The point that shouldn't be missed is the similarities.This is the perfect time to recognize, why having a shared history of discrimination can put you in a vulnerable position when a natural disaster strikes. Without digging too deep.. anyone willing to look at even these two areas, will see the irony .Both were originally under the colonial rule of the French, with people actually with similar ethnic orgins,both with a dramatic slave legacy then both being marginalized, and ignored , especially the former slave areas. There are places in New Orleans which are as underdeveloped as some places in Port Au Prince.

Alas both appear similar when disaster strikes. When the diapora wakes up we can see what is so blatantly obvious. people of African descent only get assitance in the reactionary sense.. no one is interested in infrastructure. If a natural disaster hit NYC which ehtnicities will find themselves most vulnerable ? in Miami ? D.C ? Chicago ? L.A. ?
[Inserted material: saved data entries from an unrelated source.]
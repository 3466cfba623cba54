use std::collections::HashMap;
use std::path::Path;

use crate::error::ConfigError;

pub const FALLBACK_KEY: &str = "*";

/// Extensions the default table is seeded with, typed by `mime_guess`.
const KNOWN_EXTENSIONS: &[&str] = &[
    "html", "htm", "css", "js", "mjs", "json", "map", "xml", "txt", "csv", "md", "svg",
    "png", "jpg", "jpeg", "gif", "webp", "avif", "ico", "bmp", "woff", "woff2", "ttf",
    "otf", "wasm", "pdf", "zip", "gz", "mp3", "mp4", "webm", "ogg", "wav",
];

/// Extension → content type table with a `"*"` fallback entry.
///
/// Lookup never guesses: an extension missing from the table gets the
/// `"*"` type.
#[derive(Debug, Clone)]
pub struct MimeTable {
    entries: HashMap<String, String>,
}

impl Default for MimeTable {
    /// Common web extensions plus `* = application/octet-stream`.
    fn default() -> Self {
        let mut table = Self::fallback_only("application/octet-stream");
        for &ext in KNOWN_EXTENSIONS {
            if let Some(ty) = mime_guess::from_ext(ext).first_raw() {
                table.insert(ext, ty);
            }
        }
        table
    }
}

impl MimeTable {
    /// Table holding only the fallback entry.
    pub fn fallback_only(fallback: &str) -> Self {
        let mut entries = HashMap::new();
        entries.insert(FALLBACK_KEY.to_string(), fallback.to_string());
        Self { entries }
    }

    /// Extensions are matched without the leading dot and case-insensitively.
    pub fn insert(&mut self, extension: &str, content_type: &str) {
        let key = extension.trim_start_matches('.').to_lowercase();
        self.entries.insert(key, content_type.to_string());
    }

    /// Parses an `EXT=TYPE` mapping as given on the command line.
    pub fn insert_mapping(&mut self, mapping: &str) -> Result<(), ConfigError> {
        match mapping.split_once('=') {
            Some((ext, ty)) if !ext.trim().is_empty() && !ty.trim().is_empty() => {
                self.insert(ext.trim(), ty.trim());
                Ok(())
            }
            _ => Err(ConfigError::InvalidMimeMapping(mapping.to_string())),
        }
    }

    pub fn lookup(&self, path: &Path) -> String {
        path.extension()
            .and_then(|ext| ext.to_str())
            .map(|ext| ext.to_lowercase())
            .and_then(|ext| self.entries.get(&ext))
            .or_else(|| self.entries.get(FALLBACK_KEY))
            .cloned()
            .unwrap_or_else(|| "application/octet-stream".to_string())
    }
}

/// Default compressible content types.
pub fn default_compressible_types() -> Vec<String> {
    [
        "text/html",
        "text/css",
        "text/plain",
        "text/xml",
        "text/javascript",
        "application/javascript",
        "application/json",
        "application/xml",
        "image/svg+xml",
    ]
    .iter()
    .map(|s| s.to_string())
    .collect()
}

/// Compares the media type only, ignoring parameters such as `charset`.
pub fn is_compressible(content_type: &str, allowlist: &[String]) -> bool {
    let media = content_type.split(';').next().unwrap_or("").trim();
    allowlist.iter().any(|t| t.eq_ignore_ascii_case(media))
}
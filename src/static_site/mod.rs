//! Static file serving with an in-memory cache of compressed bodies.

pub mod cache;
pub mod handlers;
pub mod mime;
mod path_utils;

use std::path::PathBuf;
use std::sync::Arc;

use crate::compression::{AllowedCompression, Compressor, Deflater, STATIC_LEVEL};
use crate::error::ConfigError;

pub use cache::CompressedCache;
pub use mime::MimeTable;
pub use path_utils::normalize_request_path;

pub const DEFAULT_DOCUMENT: &str = "index.html";

/// Where a request for a missing file goes.
#[derive(Debug, Clone, PartialEq, Eq)]
pub enum NotFoundPolicy {
    /// Empty 404.
    Status,
    /// Empty 302 with this `Location`.
    Redirect(String),
    /// Leave the request to the next handler in the chain.
    PassThrough,
}

#[derive(Debug, Clone)]
pub struct StaticSiteConfig {
    pub document_root: PathBuf,
    pub url_prefix: String,
    pub default_document: String,
    pub mime_types: MimeTable,
    pub compressible_types: Vec<String>,
    pub not_found: NotFoundPolicy,
    pub allow_gzip: bool,
    pub allow_deflate: bool,
    pub allow_cache_compressed: bool,
    pub extra_headers: Vec<(String, String)>,
    pub level: u32,
}

impl StaticSiteConfig {
    pub fn new(document_root: impl Into<PathBuf>) -> Self {
        Self {
            document_root: document_root.into(),
            url_prefix: "/".to_string(),
            default_document: DEFAULT_DOCUMENT.to_string(),
            mime_types: MimeTable::default(),
            compressible_types: mime::default_compressible_types(),
            not_found: NotFoundPolicy::Status,
            allow_gzip: true,
            allow_deflate: true,
            allow_cache_compressed: true,
            extra_headers: Vec::new(),
            level: STATIC_LEVEL,
        }
    }

    pub fn url_prefix(mut self, prefix: &str) -> Self {
        self.url_prefix = prefix.to_string();
        self
    }

    pub fn default_document(mut self, name: &str) -> Self {
        self.default_document = name.to_string();
        self
    }

    pub fn mime_types(mut self, table: MimeTable) -> Self {
        self.mime_types = table;
        self
    }

    pub fn compressible_types<I, S>(mut self, types: I) -> Self
    where
        I: IntoIterator<Item = S>,
        S: Into<String>,
    {
        self.compressible_types = types.into_iter().map(Into::into).collect();
        self
    }

    pub fn redirect_404(mut self, location: &str) -> Self {
        self.not_found = NotFoundPolicy::Redirect(location.to_string());
        self
    }

    pub fn pass_through_missing(mut self) -> Self {
        self.not_found = NotFoundPolicy::PassThrough;
        self
    }

    pub fn allow_gzip(mut self, allow: bool) -> Self {
        self.allow_gzip = allow;
        self
    }

    pub fn allow_deflate(mut self, allow: bool) -> Self {
        self.allow_deflate = allow;
        self
    }

    pub fn allow_cache_compressed(mut self, allow: bool) -> Self {
        self.allow_cache_compressed = allow;
        self
    }

    pub fn header(mut self, name: &str, value: &str) -> Self {
        self.extra_headers.push((name.to_string(), value.to_string()));
        self
    }

    pub fn level(mut self, level: u32) -> Self {
        self.level = level;
        self
    }

    pub fn allowed_compression(&self) -> AllowedCompression {
        AllowedCompression {
            allow_gzip: self.allow_gzip,
            allow_deflate: self.allow_deflate,
        }
    }

    /// Startup checks. Nothing here is re-checked per request.
    pub fn validate(&self) -> Result<(), ConfigError> {
        if self.document_root.as_os_str().is_empty() {
            return Err(ConfigError::EmptyDocumentRoot);
        }
        if !self.url_prefix.starts_with('/') {
            return Err(ConfigError::InvalidPrefix(self.url_prefix.clone()));
        }
        let doc = &self.default_document;
        if doc.is_empty() || doc.contains('/') || doc == "." || doc == ".." {
            return Err(ConfigError::InvalidDefaultDocument(doc.clone()));
        }
        if self.level > 9 {
            return Err(ConfigError::InvalidLevel(self.level));
        }
        for (name, value) in &self.extra_headers {
            let reserved = RESERVED_HEADERS
                .iter()
                .any(|reserved| name.trim().eq_ignore_ascii_case(reserved));
            if reserved
                || name.is_empty()
                || name.contains([':', '\r', '\n'])
                || value.contains(['\r', '\n'])
            {
                return Err(ConfigError::InvalidHeader(format!("{}: {}", name, value)));
            }
        }
        Ok(())
    }
}

/// Headers the site computes per response and never takes from configuration.
const RESERVED_HEADERS: &[&str] = &["Content-Encoding", "Content-Length"];

/// A document root served under a URL prefix. Owns its compressed cache, so
/// several sites can live in one process.
pub struct StaticSite {
    config: StaticSiteConfig,
    cache: CompressedCache,
    compressor: Arc<dyn Compressor>,
}

impl StaticSite {
    pub fn new(config: StaticSiteConfig) -> Result<Self, ConfigError> {
        Self::with_compressor(config, Arc::new(Deflater))
    }

    pub fn with_compressor(
        config: StaticSiteConfig,
        compressor: Arc<dyn Compressor>,
    ) -> Result<Self, ConfigError> {
        config.validate()?;
        log::info!(
            "Static site {} -> {} (gzip: {}, deflate: {}, cache: {})",
            config.url_prefix,
            config.document_root.display(),
            config.allow_gzip,
            config.allow_deflate,
            config.allow_cache_compressed
        );
        Ok(Self {
            config,
            cache: CompressedCache::new(),
            compressor,
        })
    }

    pub fn config(&self) -> &StaticSiteConfig {
        &self.config
    }

    pub fn cache(&self) -> &CompressedCache {
        &self.cache
    }

    pub fn cache_key(&self, target: &str) -> String {
        normalize_request_path(
            target,
            &self.config.url_prefix,
            &self.config.default_document,
        )
    }
}
//! Reply analysis pipeline: raw model text in, typed inventory out.
//!
//! Two pure stages consumed in sequence. [`extract::extract_payload`]
//! recovers a JSON value from the fenced or bare reply text, and
//! [`normalize::normalize`] coerces it into a [`wildlens_core::AnalysisResult`].
//! Neither stage holds state or does I/O, so replies can be processed
//! concurrently in batches.

pub mod extract;
pub mod normalize;

pub use extract::extract_payload;
pub use normalize::normalize;

use wildlens_core::{AnalysisError, AnalysisResult};

/// Run the full pipeline on a raw model reply.
///
/// Extraction failure maps to [`AnalysisError::MalformedReply`]; shape
/// problems surface as [`AnalysisError::SchemaMismatch`]. There is no
/// partially valid outcome.
pub fn analyze_reply(reply: &str) -> Result<AnalysisResult, AnalysisError> {
    let value = extract_payload(reply).ok_or(AnalysisError::MalformedReply)?;
    normalize(&value)
}

#[cfg(test)]
mod tests {
    use super::*;

    #[test]
    fn fenced_reply_produces_typed_result() {
        let reply = r#"Sure! Here is what I found:

```json
{
  "animals": [
    {"species": "European Robin", "count": 2, "carnivore": false, "worldPopulation": 200000000},
    {"species": "Red Fox", "count": 1, "carnivore": true}
  ],
  "plants": [
    {"species": "Silver Birch", "count": 4}
  ]
}
```

Let me know if you need more detail."#;
        let result = analyze_reply(reply).unwrap();
        assert_eq!(result.animals.len(), 2);
        assert_eq!(result.plants.len(), 1);
        assert_eq!(result.total_observations(), 3);
        assert_eq!(result.animals[0].species, "European Robin");
        assert_eq!(result.animals[1].carnivore, Some(true));
    }

    #[test]
    fn bare_reply_produces_typed_result() {
        let reply = r#"{"animals": [{"species": "Mallard", "count": 5}]}"#;
        let result = analyze_reply(reply).unwrap();
        assert_eq!(result.animals[0].count, 5);
        assert!(result.plants.is_empty());
    }

    #[test]
    fn prose_reply_is_malformed() {
        let err = analyze_reply("I could not see any animals in this image.").unwrap_err();
        assert!(matches!(err, AnalysisError::MalformedReply));
    }

    #[test]
    fn fenced_non_inventory_payload_is_schema_mismatch() {
        let err = analyze_reply("```json\n{\"description\": \"a meadow\"}\n```").unwrap_err();
        assert!(matches!(err, AnalysisError::SchemaMismatch(_)));
    }
}
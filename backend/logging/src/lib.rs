//! Structured logging for WildLens binaries.
//!
//! Console output for humans plus a rolling NDJSON file for later
//! inspection, with environment-based level control.

use std::path::Path;
use tracing_appender::rolling::{RollingFileAppender, Rotation};
use tracing_subscriber::{fmt, layer::SubscriberExt, util::SubscriberInitExt, EnvFilter};

/// Initialize the global structured logger.
/// Creates a console logger and a rolling file logger.
pub fn init_logger<P: AsRef<Path>>(log_dir: P, level: &str) {
    let env_filter = EnvFilter::try_from_default_env()
        .unwrap_or_else(|_| EnvFilter::new(level));

    // Rolling file appender: writes NDJSON to `logs/wildlens.log.YYYY-MM-DD`
    let file_appender = RollingFileAppender::new(Rotation::DAILY, log_dir, "wildlens.log");

    let file_layer = fmt::layer()
        .json()
        .with_writer(file_appender)
        .with_ansi(false);

    let console_layer = fmt::layer()
        .with_writer(std::io::stdout)
        .with_target(false)
        .with_ansi(true);

    let _ = tracing_subscriber::registry()
        .with(env_filter)
        .with(console_layer)
        .with(file_layer)
        .try_init();
}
Sadly this will probably end up being another "I'm American" discussion... enough to start a little inter plantation battle.
Kinda like Ice Cube's "You wanna free africa, I stare at yuh
Cuz we ain’t got it too good in america" . The truth is Katrina just goes to show you .. that the mainstream doesn't see it like that.. whether it's Haiti, 7th Ward Lousina, North Philly, Kingston Jamaica, Johannesburg, Monrovia, Mogadishu or South Central .. the approach is the same if the people are perceived to be the same.

 
At Friday, February 5, 2010 at 4:56:00 PM EST , Blogger Jem said...
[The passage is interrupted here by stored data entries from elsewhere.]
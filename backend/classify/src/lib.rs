//! Species-name to display glyph lookup.
//!
//! Best-effort and presentation-only: the species names coming out of the
//! model are free text in any language, so matching is fuzzy and a miss
//! falls back to a generic glyph. The tables are plain data so a caller can
//! swap in a localized set without touching the analysis pipeline.

use once_cell::sync::Lazy;

/// One curated name → glyph mapping.
#[derive(Debug, Clone, Copy)]
pub struct GlyphEntry {
    pub name: &'static str,
    pub glyph: &'static str,
}

/// An ordered lookup table with a fixed fallback glyph.
///
/// Lookup order: exact case-insensitive match first, then the first entry
/// whose name is a substring of the species name (in table-definition
/// order), then the fallback.
#[derive(Debug, Clone)]
pub struct GlyphTable {
    entries: Vec<GlyphEntry>,
    fallback: &'static str,
}

impl GlyphTable {
    pub fn new(entries: Vec<GlyphEntry>, fallback: &'static str) -> Self {
        Self { entries, fallback }
    }

    /// Resolve a free-text species name to a glyph.
    pub fn classify(&self, species: &str) -> &'static str {
        let needle = species.trim().to_lowercase();

        if let Some(entry) = self
            .entries
            .iter()
            .find(|e| e.name.eq_ignore_ascii_case(&needle))
        {
            return entry.glyph;
        }

        if let Some(entry) = self.entries.iter().find(|e| needle.contains(e.name)) {
            return entry.glyph;
        }

        self.fallback
    }

    pub fn fallback(&self) -> &'static str {
        self.fallback
    }
}

macro_rules! glyphs {
    ($(($name:literal, $glyph:literal)),* $(,)?) => {
        vec![$(GlyphEntry { name: $name, glyph: $glyph }),*]
    };
}

static ANIMAL_GLYPHS: Lazy<GlyphTable> = Lazy::new(|| {
    // Entry names are lowercase; substring matching relies on it.
    GlyphTable::new(
        glyphs![
            ("lion", "🦁"),
            ("tiger", "🐅"),
            ("leopard", "🐆"),
            ("elephant", "🐘"),
            ("giraffe", "🦒"),
            ("zebra", "🦓"),
            ("rhinoceros", "🦏"),
            ("hippopotamus", "🦛"),
            ("bear", "🐻"),
            ("wolf", "🐺"),
            ("fox", "🦊"),
            ("deer", "🦌"),
            ("horse", "🐎"),
            ("cow", "🐄"),
            ("sheep", "🐑"),
            ("goat", "🐐"),
            ("pig", "🐖"),
            ("rabbit", "🐇"),
            ("squirrel", "🐿️"),
            ("monkey", "🐒"),
            ("dog", "🐕"),
            ("cat", "🐈"),
            ("eagle", "🦅"),
            ("owl", "🦉"),
            ("duck", "🦆"),
            ("swan", "🦢"),
            ("heron", "🪿"),
            ("penguin", "🐧"),
            ("flamingo", "🦩"),
            ("parrot", "🦜"),
            ("bird", "🐦"),
            ("snake", "🐍"),
            ("lizard", "🦎"),
            ("turtle", "🐢"),
            ("frog", "🐸"),
            ("crocodile", "🐊"),
            ("fish", "🐟"),
            ("shark", "🦈"),
            ("whale", "🐋"),
            ("dolphin", "🐬"),
            ("butterfly", "🦋"),
            ("bee", "🐝"),
            ("ant", "🐜"),
            ("spider", "🕷️"),
            ("snail", "🐌"),
        ],
        "🐾",
    )
});

static PLANT_GLYPHS: Lazy<GlyphTable> = Lazy::new(|| {
    GlyphTable::new(
        glyphs![
            ("palm", "🌴"),
            ("cactus", "🌵"),
            ("pine", "🌲"),
            ("fir", "🌲"),
            ("oak", "🌳"),
            ("birch", "🌳"),
            ("tree", "🌳"),
            ("sunflower", "🌻"),
            ("rose", "🌹"),
            ("tulip", "🌷"),
            ("daisy", "🌼"),
            ("orchid", "🌸"),
            ("flower", "🌸"),
            ("fern", "🌿"),
            ("moss", "🌿"),
            ("grass", "🌾"),
            ("reed", "🌾"),
            ("mushroom", "🍄"),
            ("vine", "🍃"),
        ],
        "🌱",
    )
});

/// The built-in animal table.
pub fn animal_glyphs() -> &'static GlyphTable {
    &ANIMAL_GLYPHS
}

/// The built-in plant table.
pub fn plant_glyphs() -> &'static GlyphTable {
    &PLANT_GLYPHS
}

#[cfg(test)]
mod tests {
    use super::*;

    #[test]
    fn exact_match_is_case_insensitive() {
        assert_eq!(animal_glyphs().classify("Lion"), "🦁");
        assert_eq!(animal_glyphs().classify("LION"), "🦁");
    }

    #[test]
    fn substring_match_on_longer_names() {
        assert_eq!(animal_glyphs().classify("African Lion"), "🦁");
        assert_eq!(animal_glyphs().classify("Grey Heron"), "🪿");
        assert_eq!(plant_glyphs().classify("Silver Birch"), "🌳");
    }

    #[test]
    fn substring_match_respects_table_order() {
        // "pine" is defined before the generic "tree" entry.
        assert_eq!(plant_glyphs().classify("Stone Pine Tree"), "🌲");
    }

    #[test]
    fn unknown_species_gets_fallback() {
        assert_eq!(animal_glyphs().classify("Okapi"), "🐾");
        assert_eq!(plant_glyphs().classify("Welwitschia"), "🌱");
    }

    #[test]
    fn custom_table_is_injectable() {
        let table = GlyphTable::new(
            vec![GlyphEntry { name: "loup", glyph: "🐺" }],
            "❔",
        );
        assert_eq!(table.classify("Loup gris"), "🐺");
        assert_eq!(table.classify("inconnu"), "❔");
    }
}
Excellent points, Melafela. I agree completely.

 
At Friday, February 5, 2010 at 5:46:00 PM EST , Blogger Reggie said...

Of course he has the unqualified right to voice his opinion, right or wrong.
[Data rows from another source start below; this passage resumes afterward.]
//! WildLens Gateway HTTP API Server
//!
//! Accepts a multipart image upload, forwards it to the configured vision
//! provider, and returns the typed analysis result.

pub mod analyze_api;
pub mod server;

pub use server::{start_server, GatewayState};
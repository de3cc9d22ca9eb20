pub mod error;
pub mod types;

pub use error::AnalysisError;
pub use types::{AnalysisResult, AnimalObservation, PlantObservation};
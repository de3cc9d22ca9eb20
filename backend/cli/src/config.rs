use anyhow::{bail, Result};
use wildlens_vision::VisionProvider;

/// WildLens runtime configuration.
#[derive(Debug, Clone)]
pub struct Config {
    /// HTTP server bind address
    pub bind_address: String,
    /// HTTP server port
    pub port: u16,
    /// Directory for rolling log files
    pub log_dir: String,
    /// Log level
    pub log_level: String,
    /// Gemini API key
    pub gemini_api_key: Option<String>,
    /// OpenAI API key (used when no Gemini key is set)
    pub openai_api_key: Option<String>,
    /// Gemini model to request
    pub vision_model: String,
}

impl Default for Config {
    fn default() -> Self {
        Self {
            bind_address: "0.0.0.0".to_string(),
            port: 8080,
            log_dir: "logs".to_string(),
            log_level: "info".to_string(),
            gemini_api_key: None,
            openai_api_key: None,
            vision_model: "gemini-1.5-flash".to_string(),
        }
    }
}

impl Config {
    /// Load configuration from environment variables with sensible defaults.
    pub fn from_env() -> Self {
        Self {
            bind_address: std::env::var("WILDLENS_BIND")
                .unwrap_or_else(|_| "0.0.0.0".to_string()),
            port: std::env::var("WILDLENS_PORT")
                .ok()
                .and_then(|p| p.parse().ok())
                .unwrap_or(8080),
            log_dir: std::env::var("WILDLENS_LOG_DIR")
                .unwrap_or_else(|_| "logs".to_string()),
            log_level: std::env::var("RUST_LOG")
                .unwrap_or_else(|_| "info".to_string()),
            gemini_api_key: std::env::var("GEMINI_API_KEY").ok(),
            openai_api_key: std::env::var("OPENAI_API_KEY").ok(),
            vision_model: std::env::var("WILDLENS_VISION_MODEL")
                .unwrap_or_else(|_| "gemini-1.5-flash".to_string()),
        }
    }

    /// Build the vision provider from the configured keys, Gemini first.
    pub fn provider(&self) -> Result<VisionProvider> {
        if let Some(key) = &self.gemini_api_key {
            return Ok(VisionProvider::gemini(key.clone(), self.vision_model.clone()));
        }
        if let Some(key) = &self.openai_api_key {
            return Ok(VisionProvider::openai(key.clone()));
        }
        bail!("no vision provider configured: set GEMINI_API_KEY or OPENAI_API_KEY");
    }
}
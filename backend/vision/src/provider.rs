//! Vision provider call — send an image to a multimodal LLM, get raw text back.
//!
//! One request in flight per submitted image; no retry, no timeout of its
//! own. The reply text is returned verbatim for the analysis pipeline to
//! make sense of.

use anyhow::{bail, Result};
use base64::{engine::general_purpose::STANDARD, Engine};
use tracing::info;

/// Supported vision providers.
pub enum VisionProvider {
    Gemini { api_key: String, model: String },
    OpenAI { api_key: String, model: String },
}

impl VisionProvider {
    pub fn gemini(api_key: impl Into<String>, model: impl Into<String>) -> Self {
        Self::Gemini { api_key: api_key.into(), model: model.into() }
    }
    pub fn openai(api_key: impl Into<String>) -> Self {
        Self::OpenAI { api_key: api_key.into(), model: "gpt-4o".to_string() }
    }
}

/// Send raw image bytes to a vision LLM and return its reply text.
pub async fn analyze_image(
    provider: &VisionProvider,
    image_bytes: &[u8],
    mime_type: &str,
    prompt: &str,
) -> Result<String> {
    let b64 = STANDARD.encode(image_bytes);
    match provider {
        VisionProvider::Gemini { api_key, model } => {
            analyze_via_gemini(api_key, model, &b64, mime_type, prompt).await
        }
        VisionProvider::OpenAI { api_key, model } => {
            analyze_via_openai(api_key, model, &b64, mime_type, prompt).await
        }
    }
}

async fn analyze_via_gemini(
    api_key: &str, model: &str, b64: &str, mime_type: &str, prompt: &str,
) -> Result<String> {
    info!("[Vision] Analyzing image via Gemini {}", model);
    let client = reqwest::Client::new();
    let url = format!(
        "https://generativelanguage.googleapis.com/v1beta/models/{}:generateContent?key={}",
        model, api_key
    );
    let body = serde_json::json!({
        "contents": [{ "parts": [
            { "text": prompt },
            { "inlineData": { "mimeType": mime_type, "data": b64 } }
        ]}]
    });
    let resp = client.post(&url).json(&body).send().await?;
    if !resp.status().is_success() {
        bail!("Gemini vision error: {}", resp.text().await.unwrap_or_default());
    }
    let json: serde_json::Value = resp.json().await?;
    Ok(json["candidates"][0]["content"]["parts"][0]["text"]
        .as_str()
        .unwrap_or("")
        .to_string())
}

async fn analyze_via_openai(
    api_key: &str, model: &str, b64: &str, mime_type: &str, prompt: &str,
) -> Result<String> {
    info!("[Vision] Analyzing image via OpenAI {}", model);
    let client = reqwest::Client::new();
    let body = serde_json::json!({
        "model": model,
        "messages": [{
            "role": "user",
            "content": [
                { "type": "text", "text": prompt },
                { "type": "image_url",
                  "image_url": { "url": format!("data:{};base64,{}", mime_type, b64) } }
            ]
        }],
        "max_tokens": 1024
    });
    let resp = client
        .post("https://api.openai.com/v1/chat/completions")
        .bearer_auth(api_key)
        .json(&body)
        .send()
        .await?;
    if !resp.status().is_success() {
        bail!("OpenAI vision error: {}", resp.text().await.unwrap_or_default());
    }
    let json: serde_json::Value = resp.json().await?;
    Ok(json["choices"][0]["message"]["content"]
        .as_str()
        .unwrap_or("")
        .to_string())
}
Right after I graduated from college, I moved into the New Orleans area and it was a beautiful place. There was definitely poverty there; but there was a certain dignity and uniqueness to the local folk. Sure there was crime, but there were happy festive people there. I couldn't imagine Mardi Gras existing anywhere else in the country on the scale and scope it exists in 'Nawlins. I left in 1998 to pursue an employment opportunity in New Jersey...and now I live in South Carolina.

I will say that there are no other people in this country, like the local people in New Orleans. They love to party and they love to eat. Many of the beautiful places that I knew when I lived there are gone today. I was there, just last year attending a Saints football game and I was amazed that so much of the city had not been rebuilt. I was amazed at the numbers of boarded up homes and businesses that may never come back.

Yes, Haiti and New Orleans have a few things in common; but there is one glaring fact. One disaster took place in what is basically a third world nation and the other, in the wealthiest, most prosperous country in the history of human civilization.

One of these natural disasters is appalling, the other pathetic.

In a time when so many of our politicians brag about cutting taxes and encourage the prosecution of wars that cost tens of billions of dollars a month.........what happened in New Orleans and continues to happen, should be considered to be a national shame. That city deserved better than it got.